===== RECORDS PROVIDED =====

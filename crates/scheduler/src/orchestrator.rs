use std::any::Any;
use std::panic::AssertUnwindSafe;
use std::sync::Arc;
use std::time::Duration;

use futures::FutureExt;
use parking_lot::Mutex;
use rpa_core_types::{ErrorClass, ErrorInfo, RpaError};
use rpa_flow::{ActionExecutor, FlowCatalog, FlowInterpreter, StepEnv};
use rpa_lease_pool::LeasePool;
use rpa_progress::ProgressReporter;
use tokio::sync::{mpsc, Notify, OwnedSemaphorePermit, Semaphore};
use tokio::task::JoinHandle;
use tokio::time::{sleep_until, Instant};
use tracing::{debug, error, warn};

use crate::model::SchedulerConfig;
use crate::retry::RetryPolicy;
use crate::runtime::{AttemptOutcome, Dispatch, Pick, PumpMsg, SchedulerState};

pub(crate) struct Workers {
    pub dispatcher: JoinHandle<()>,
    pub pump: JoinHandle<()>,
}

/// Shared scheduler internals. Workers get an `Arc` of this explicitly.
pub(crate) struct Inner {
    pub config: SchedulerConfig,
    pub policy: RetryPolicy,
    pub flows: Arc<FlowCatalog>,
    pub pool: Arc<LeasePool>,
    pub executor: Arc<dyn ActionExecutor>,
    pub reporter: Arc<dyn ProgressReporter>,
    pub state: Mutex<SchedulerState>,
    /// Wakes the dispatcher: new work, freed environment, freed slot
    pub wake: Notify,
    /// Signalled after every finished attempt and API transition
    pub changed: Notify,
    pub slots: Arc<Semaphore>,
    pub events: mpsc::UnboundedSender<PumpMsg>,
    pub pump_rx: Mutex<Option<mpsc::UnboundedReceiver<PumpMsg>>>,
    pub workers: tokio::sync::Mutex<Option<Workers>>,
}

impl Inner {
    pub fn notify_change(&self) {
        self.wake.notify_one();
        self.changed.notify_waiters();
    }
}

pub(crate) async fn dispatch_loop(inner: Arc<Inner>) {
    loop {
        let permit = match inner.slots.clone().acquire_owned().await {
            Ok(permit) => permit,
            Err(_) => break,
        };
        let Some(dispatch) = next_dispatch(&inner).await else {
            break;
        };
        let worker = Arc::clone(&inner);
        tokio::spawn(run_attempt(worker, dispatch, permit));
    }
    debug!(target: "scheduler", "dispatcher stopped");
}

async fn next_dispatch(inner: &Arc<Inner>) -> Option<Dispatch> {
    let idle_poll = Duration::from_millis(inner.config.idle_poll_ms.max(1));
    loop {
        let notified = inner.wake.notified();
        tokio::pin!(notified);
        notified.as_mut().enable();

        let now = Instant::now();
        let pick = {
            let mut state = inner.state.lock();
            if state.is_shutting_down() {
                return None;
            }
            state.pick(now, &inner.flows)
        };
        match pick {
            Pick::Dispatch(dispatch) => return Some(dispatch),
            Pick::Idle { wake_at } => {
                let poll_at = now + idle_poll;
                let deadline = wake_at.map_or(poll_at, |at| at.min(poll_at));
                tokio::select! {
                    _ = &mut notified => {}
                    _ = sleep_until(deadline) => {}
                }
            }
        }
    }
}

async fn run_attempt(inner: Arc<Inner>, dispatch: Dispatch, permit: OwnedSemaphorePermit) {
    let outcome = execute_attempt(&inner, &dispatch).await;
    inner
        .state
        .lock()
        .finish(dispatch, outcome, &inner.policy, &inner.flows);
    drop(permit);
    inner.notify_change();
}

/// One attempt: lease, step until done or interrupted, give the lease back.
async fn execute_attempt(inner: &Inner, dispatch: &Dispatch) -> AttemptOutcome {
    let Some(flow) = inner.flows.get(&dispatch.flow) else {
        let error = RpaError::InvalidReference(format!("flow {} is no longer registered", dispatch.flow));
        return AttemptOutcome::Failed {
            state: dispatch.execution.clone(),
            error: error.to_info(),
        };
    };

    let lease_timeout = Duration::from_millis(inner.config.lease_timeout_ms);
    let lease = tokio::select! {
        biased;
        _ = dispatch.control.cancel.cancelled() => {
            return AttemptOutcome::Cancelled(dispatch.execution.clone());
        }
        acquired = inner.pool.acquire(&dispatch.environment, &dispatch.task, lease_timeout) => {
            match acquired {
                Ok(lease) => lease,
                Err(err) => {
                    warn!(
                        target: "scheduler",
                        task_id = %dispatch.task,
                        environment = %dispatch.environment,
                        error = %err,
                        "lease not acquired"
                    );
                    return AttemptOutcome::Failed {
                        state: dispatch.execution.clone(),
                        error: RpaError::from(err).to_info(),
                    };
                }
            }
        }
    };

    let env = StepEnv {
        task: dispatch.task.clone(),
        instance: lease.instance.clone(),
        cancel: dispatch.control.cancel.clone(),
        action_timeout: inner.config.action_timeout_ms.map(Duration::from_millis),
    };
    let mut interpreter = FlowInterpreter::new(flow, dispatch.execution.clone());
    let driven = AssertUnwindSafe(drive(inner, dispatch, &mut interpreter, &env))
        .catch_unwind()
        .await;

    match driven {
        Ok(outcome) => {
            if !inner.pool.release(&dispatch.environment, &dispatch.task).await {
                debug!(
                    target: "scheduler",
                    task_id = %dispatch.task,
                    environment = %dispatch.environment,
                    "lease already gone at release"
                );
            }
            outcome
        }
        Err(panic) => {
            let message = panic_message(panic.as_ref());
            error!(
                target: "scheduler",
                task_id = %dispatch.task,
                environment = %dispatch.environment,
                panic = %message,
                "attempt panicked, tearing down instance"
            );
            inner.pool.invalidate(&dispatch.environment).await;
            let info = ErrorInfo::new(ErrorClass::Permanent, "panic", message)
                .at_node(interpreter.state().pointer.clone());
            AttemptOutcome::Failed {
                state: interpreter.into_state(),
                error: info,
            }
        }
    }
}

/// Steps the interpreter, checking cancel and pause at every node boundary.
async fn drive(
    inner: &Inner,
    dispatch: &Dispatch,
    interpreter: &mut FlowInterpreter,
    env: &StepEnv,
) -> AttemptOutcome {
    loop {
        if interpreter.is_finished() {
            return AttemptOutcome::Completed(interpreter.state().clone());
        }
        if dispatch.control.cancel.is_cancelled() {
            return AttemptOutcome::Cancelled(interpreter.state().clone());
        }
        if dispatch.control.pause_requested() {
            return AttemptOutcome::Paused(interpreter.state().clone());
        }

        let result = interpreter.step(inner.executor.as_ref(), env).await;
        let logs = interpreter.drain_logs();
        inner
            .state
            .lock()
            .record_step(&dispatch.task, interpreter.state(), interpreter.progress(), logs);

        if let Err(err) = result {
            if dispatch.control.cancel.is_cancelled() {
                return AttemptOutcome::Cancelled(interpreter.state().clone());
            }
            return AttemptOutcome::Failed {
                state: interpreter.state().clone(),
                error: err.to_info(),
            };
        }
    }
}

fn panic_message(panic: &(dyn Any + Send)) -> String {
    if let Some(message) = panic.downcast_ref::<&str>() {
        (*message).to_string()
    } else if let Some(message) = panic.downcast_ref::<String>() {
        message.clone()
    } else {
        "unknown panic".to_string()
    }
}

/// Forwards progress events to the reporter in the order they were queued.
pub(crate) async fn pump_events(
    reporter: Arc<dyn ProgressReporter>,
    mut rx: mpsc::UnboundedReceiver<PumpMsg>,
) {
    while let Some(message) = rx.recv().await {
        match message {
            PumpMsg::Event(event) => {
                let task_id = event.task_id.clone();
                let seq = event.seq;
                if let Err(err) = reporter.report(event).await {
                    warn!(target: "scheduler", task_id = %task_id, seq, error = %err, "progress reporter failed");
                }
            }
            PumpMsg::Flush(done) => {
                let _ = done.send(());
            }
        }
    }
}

=====

Please print, exactly and with nothing else, the lines from the first line of the entries through the line containing "pub executor: Arc<dyn".

ANSWER BELOW:
filename crates/scheduler/src/orchestrator.rs
use std::any::Any;
use std::panic::AssertUnwindSafe;
use std::sync::Arc;
use std::time::Duration;

use futures::FutureExt;
use parking_lot::Mutex;
use rpa_core_types::{ErrorClass, ErrorInfo, RpaError};
use rpa_flow::{ActionExecutor, FlowCatalog, FlowInterpreter, StepEnv};
use rpa_lease_pool::LeasePool;
use rpa_progress::ProgressReporter;
use tokio::sync::{mpsc, Notify, OwnedSemaphorePermit, Semaphore};
use tokio::task::JoinHandle;
use tokio::time::{sleep_until, Instant};
use tracing::{debug, error, warn};

use crate::model::SchedulerConfig;
use crate::retry::RetryPolicy;
use crate::runtime::{AttemptOutcome, Dispatch, Pick, PumpMsg, SchedulerState};

pub(crate) struct Workers {
    pub dispatcher: JoinHandle<()>,
    pub pump: JoinHandle<()>,
}

/// Shared scheduler internals. Workers get an `Arc` of this explicitly.
pub(crate) struct Inner {
    pub config: SchedulerConfig,
    pub policy: RetryPolicy,
    pub flows: Arc<FlowCatalog>,
    pub pool: Arc<LeasePool>,
    pub executor: Arc<dyn ActionExecutor>,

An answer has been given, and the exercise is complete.